(MATERIAL FOR THIS EXERCISE)
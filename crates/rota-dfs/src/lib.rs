// Copyright (c) 2025 Felix Kahle.
//
// Permission is hereby granted, free of charge, to any person obtaining
// a copy of this software and associated documentation files (the
// "Software"), to deal in the Software without restriction, including
// without limitation the rights to use, copy, modify, merge, publish,
// distribute, sublicense, and/or sell copies of the Software, and to
// permit persons to whom the Software is furnished to do so, subject to
// the following conditions:
//
// The above copyright notice and this permission notice shall be
// included in all copies or substantial portions of the Software.
//
// THE SOFTWARE IS PROVIDED "AS IS", WITHOUT WARRANTY OF ANY KIND,
// EXPRESS OR IMPLIED, INCLUDING BUT NOT LIMITED TO THE WARRANTIES OF
// MERCHANTABILITY, FITNESS FOR A PARTICULAR PURPOSE AND
// NONINFRINGEMENT. IN NO EVENT SHALL THE AUTHORS OR COPYRIGHT HOLDERS BE
// LIABLE FOR ANY CLAIM, DAMAGES OR OTHER LIABILITY, WHETHER IN AN ACTION
// OF CONTRACT, TORT OR OTHERWISE, ARISING FROM, OUT OF OR IN CONNECTION
// WITH THE SOFTWARE OR THE USE OR OTHER DEALINGS IN THE SOFTWARE.

//! # Rota DFS
//!
//! The search engine of the rota scheduling pipeline: a backtracking
//! depth-first search with unit propagation over cardinality constraints.
//!
//! One solve invocation walks the state machine
//! `Unstarted -> Propagating -> {Branching <-> Propagating} -> terminal`:
//! the root applies the model's fixed-false variables and propagates to a
//! fixpoint, then the engine alternates between taking a branching decision
//! and propagating its consequences, undoing both through a trail on every
//! conflict. Exhausting the root's two polarities proves infeasibility;
//! completing the binding yields a solution; a monitor can cut the search
//! short at any node boundary.
//!
//! The engine is deliberately split along the same seams as the rest of the
//! workspace: `state` holds the mutable assignment, `trail` the undo log,
//! `propagate` the inference rules, and `branching` the pluggable decision
//! strategies. `engine` ties them together in a per-run search session.

pub mod branching;
pub mod engine;
pub mod propagate;
pub mod result;
pub mod state;
pub mod stats;
pub mod trail;
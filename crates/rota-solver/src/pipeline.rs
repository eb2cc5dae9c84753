// Copyright (c) 2025 Felix Kahle.
//
// Permission is hereby granted, free of charge, to any person obtaining
// a copy of this software and associated documentation files (the
// "Software"), to deal in the Software without restriction, including
// without limitation the rights to use, copy, modify, merge, publish,
// distribute, sublicense, and/or sell copies of the Software, and to
// permit persons to whom the Software is furnished to do so, subject to
// the following conditions:
//
// The above copyright notice and this permission notice shall be
// included in all copies or substantial portions of the Software.
//
// THE SOFTWARE IS PROVIDED "AS IS", WITHOUT WARRANTY OF ANY KIND,
// EXPRESS OR IMPLIED, INCLUDING BUT NOT LIMITED TO THE WARRANTIES OF
// MERCHANTABILITY, FITNESS FOR A PARTICULAR PURPOSE AND
// NONINFRINGEMENT. IN NO EVENT SHALL THE AUTHORS OR COPYRIGHT HOLDERS BE
// LIABLE FOR ANY CLAIM, DAMAGES OR OTHER LIABILITY, WHETHER IN AN ACTION
// OF CONTRACT, TORT OR OTHERWISE, ARISING FROM, OUT OF OR IN CONNECTION
// WITH THE SOFTWARE OR THE USE OR OTHER DEALINGS IN THE SOFTWARE.

//! # Scheduling Pipeline
//!
//! The one-call entry point of the crate: validate the inputs, build the
//! calendar and the constraint model, run the parallel solver within the
//! time budget, and extract the per-day schedule rows.
//!
//! The pipeline is invoked once per request and runs to completion or
//! timeout; it keeps no state between invocations and never retries on its
//! own. Hard input errors come back as `Err(ScheduleError)`; a completed
//! run returns one of the three terminal statuses of [`ScheduleOutcome`].

use crate::solver::SolverBuilder;
use chrono::NaiveDate;
use rota_model::{
    calendar::CalendarBuilder,
    config::ScheduleConfig,
    model::{ModelBuilder, OverconstrainedError},
    roster::{Roster, RosterEntry},
    schedule::Schedule,
    validate::{ValidationError, Validator},
};
use rota_search::{result::SearchResult, stats::SolverStatistics};

/// The default wall-clock budget of one scheduling run.
pub const DEFAULT_TIME_BUDGET: std::time::Duration = std::time::Duration::from_secs(60);

/// One scheduling request: roster, horizon, holidays, parameters, budget.
#[derive(Clone, Debug)]
pub struct ScheduleRequest {
    roster: Vec<RosterEntry>,
    start: NaiveDate,
    end: NaiveDate,
    holidays: Vec<NaiveDate>,
    config: ScheduleConfig,
    time_budget: std::time::Duration,
    ignore_out_of_range_blocks: bool,
}

impl ScheduleRequest {
    /// Creates a request over the inclusive range `[start, end]` with the
    /// default configuration and time budget and no holidays.
    pub fn new(roster: Vec<RosterEntry>, start: NaiveDate, end: NaiveDate) -> Self {
        Self {
            roster,
            start,
            end,
            holidays: Vec::new(),
            config: ScheduleConfig::default(),
            time_budget: DEFAULT_TIME_BUDGET,
            ignore_out_of_range_blocks: false,
        }
    }

    /// Replaces the holiday list.
    #[inline]
    pub fn with_holidays(mut self, holidays: Vec<NaiveDate>) -> Self {
        self.holidays = holidays;
        self
    }

    /// Replaces the configuration.
    #[inline]
    pub fn with_config(mut self, config: ScheduleConfig) -> Self {
        self.config = config;
        self
    }

    /// Replaces the time budget.
    #[inline]
    pub fn with_time_budget(mut self, time_budget: std::time::Duration) -> Self {
        self.time_budget = time_budget;
        self
    }

    /// Tolerates individual blocks dated outside the horizon instead of
    /// rejecting them (they constrain nothing either way).
    #[inline]
    pub fn with_lenient_blocks(mut self, lenient: bool) -> Self {
        self.ignore_out_of_range_blocks = lenient;
        self
    }

    /// Returns the roster entries.
    #[inline]
    pub fn roster(&self) -> &[RosterEntry] {
        &self.roster
    }

    /// Returns the first day of the horizon.
    #[inline]
    pub fn start(&self) -> NaiveDate {
        self.start
    }

    /// Returns the last day of the horizon.
    #[inline]
    pub fn end(&self) -> NaiveDate {
        self.end
    }

    /// Returns the holiday list.
    #[inline]
    pub fn holidays(&self) -> &[NaiveDate] {
        &self.holidays
    }

    /// Returns the configuration.
    #[inline]
    pub fn config(&self) -> &ScheduleConfig {
        &self.config
    }

    /// Returns the time budget.
    #[inline]
    pub fn time_budget(&self) -> std::time::Duration {
        self.time_budget
    }
}

/// A hard input failure detected before any search.
#[derive(Debug, Clone, PartialEq, Eq)]
pub enum ScheduleError {
    /// Malformed or inconsistent input.
    Validation(ValidationError),
    /// Structurally impossible coverage.
    Overconstrained(OverconstrainedError),
}

impl std::fmt::Display for ScheduleError {
    fn fmt(&self, f: &mut std::fmt::Formatter<'_>) -> std::fmt::Result {
        match self {
            Self::Validation(error) => write!(f, "validation error: {}", error),
            Self::Overconstrained(error) => write!(f, "overconstrained: {}", error),
        }
    }
}

impl std::error::Error for ScheduleError {
    fn source(&self) -> Option<&(dyn std::error::Error + 'static)> {
        match self {
            Self::Validation(error) => Some(error),
            Self::Overconstrained(error) => Some(error),
        }
    }
}

impl From<ValidationError> for ScheduleError {
    fn from(error: ValidationError) -> Self {
        Self::Validation(error)
    }
}

impl From<OverconstrainedError> for ScheduleError {
    fn from(error: OverconstrainedError) -> Self {
        Self::Overconstrained(error)
    }
}

/// The terminal status of one completed scheduling run.
#[derive(Clone, Debug)]
pub enum ScheduleOutcome {
    /// A feasible schedule was found.
    Solved {
        /// The per-day roster rows.
        schedule: Schedule,
        /// Aggregated solver statistics.
        statistics: SolverStatistics,
    },
    /// The constraints provably admit no schedule; relax one and resubmit.
    Infeasible {
        /// Aggregated solver statistics.
        statistics: SolverStatistics,
    },
    /// The time budget ran out before the search reached a conclusion;
    /// a larger budget may still find a schedule.
    TimedOutNoSolution {
        /// Aggregated solver statistics.
        statistics: SolverStatistics,
    },
}

impl ScheduleOutcome {
    /// Returns `true` if a schedule was produced.
    #[inline]
    pub fn is_solved(&self) -> bool {
        matches!(self, Self::Solved { .. })
    }

    /// Returns `true` if infeasibility was proven.
    #[inline]
    pub fn is_infeasible(&self) -> bool {
        matches!(self, Self::Infeasible { .. })
    }

    /// Returns `true` if the run was inconclusive.
    #[inline]
    pub fn is_timed_out(&self) -> bool {
        matches!(self, Self::TimedOutNoSolution { .. })
    }

    /// Returns the produced schedule, if any.
    #[inline]
    pub fn schedule(&self) -> Option<&Schedule> {
        match self {
            Self::Solved { schedule, .. } => Some(schedule),
            _ => None,
        }
    }

    /// Returns the aggregated solver statistics.
    #[inline]
    pub fn statistics(&self) -> &SolverStatistics {
        match self {
            Self::Solved { statistics, .. }
            | Self::Infeasible { statistics }
            | Self::TimedOutNoSolution { statistics } => statistics,
        }
    }
}

impl std::fmt::Display for ScheduleOutcome {
    fn fmt(&self, f: &mut std::fmt::Formatter<'_>) -> std::fmt::Result {
        match self {
            Self::Solved { schedule, .. } => {
                write!(f, "Solved({} rows)", schedule.len())
            }
            Self::Infeasible { .. } => write!(f, "Infeasible"),
            Self::TimedOutNoSolution { .. } => write!(f, "TimedOutNoSolution"),
        }
    }
}

/// Runs one scheduling request through the full pipeline.
///
/// Control flow: validate -> calendar -> model -> parallel search ->
/// extract. The validator short-circuits the pipeline on malformed input;
/// an impossible daily coverage short-circuits at model construction; the
/// search itself terminates with one of the three statuses of
/// [`ScheduleOutcome`].
pub fn schedule(request: &ScheduleRequest) -> Result<ScheduleOutcome, ScheduleError> {
    let roster = Roster::from_entries(request.roster())?;
    Validator::new()
        .ignore_out_of_range_blocks(request.ignore_out_of_range_blocks)
        .validate(
            &roster,
            request.start(),
            request.end(),
            request.holidays(),
            request.config(),
        )?;

    let calendar = CalendarBuilder::new(request.start(), request.end())
        .holidays(request.holidays().iter().copied())
        .build()
        .map_err(ValidationError::from)?;

    let model = ModelBuilder::new(&calendar, &roster, request.config()).build()?;

    let mut solver = SolverBuilder::default_portfolio()
        .with_time_limit(request.time_budget())
        .build();
    let (result, _reason, statistics) = solver.solve(&model).into_parts();

    Ok(match result {
        SearchResult::Solved(solution) => ScheduleOutcome::Solved {
            schedule: Schedule::extract(&calendar, &solution, request.config().staff_per_day()),
            statistics,
        },
        SearchResult::Infeasible => ScheduleOutcome::Infeasible { statistics },
        SearchResult::Unknown => ScheduleOutcome::TimedOutNoSolution { statistics },
    })
}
(End MATERIAL FOR THIS EXERCISE)
> **EXERCISE GOAL**:
Look through the entries above. Copy each line in which the string "circuits" occurs.

> **EXERCISE RESPONSE**:
/// extract. The validator short-circuits the pipeline on malformed input;
/// an impossible daily coverage short-circuits at model construction; the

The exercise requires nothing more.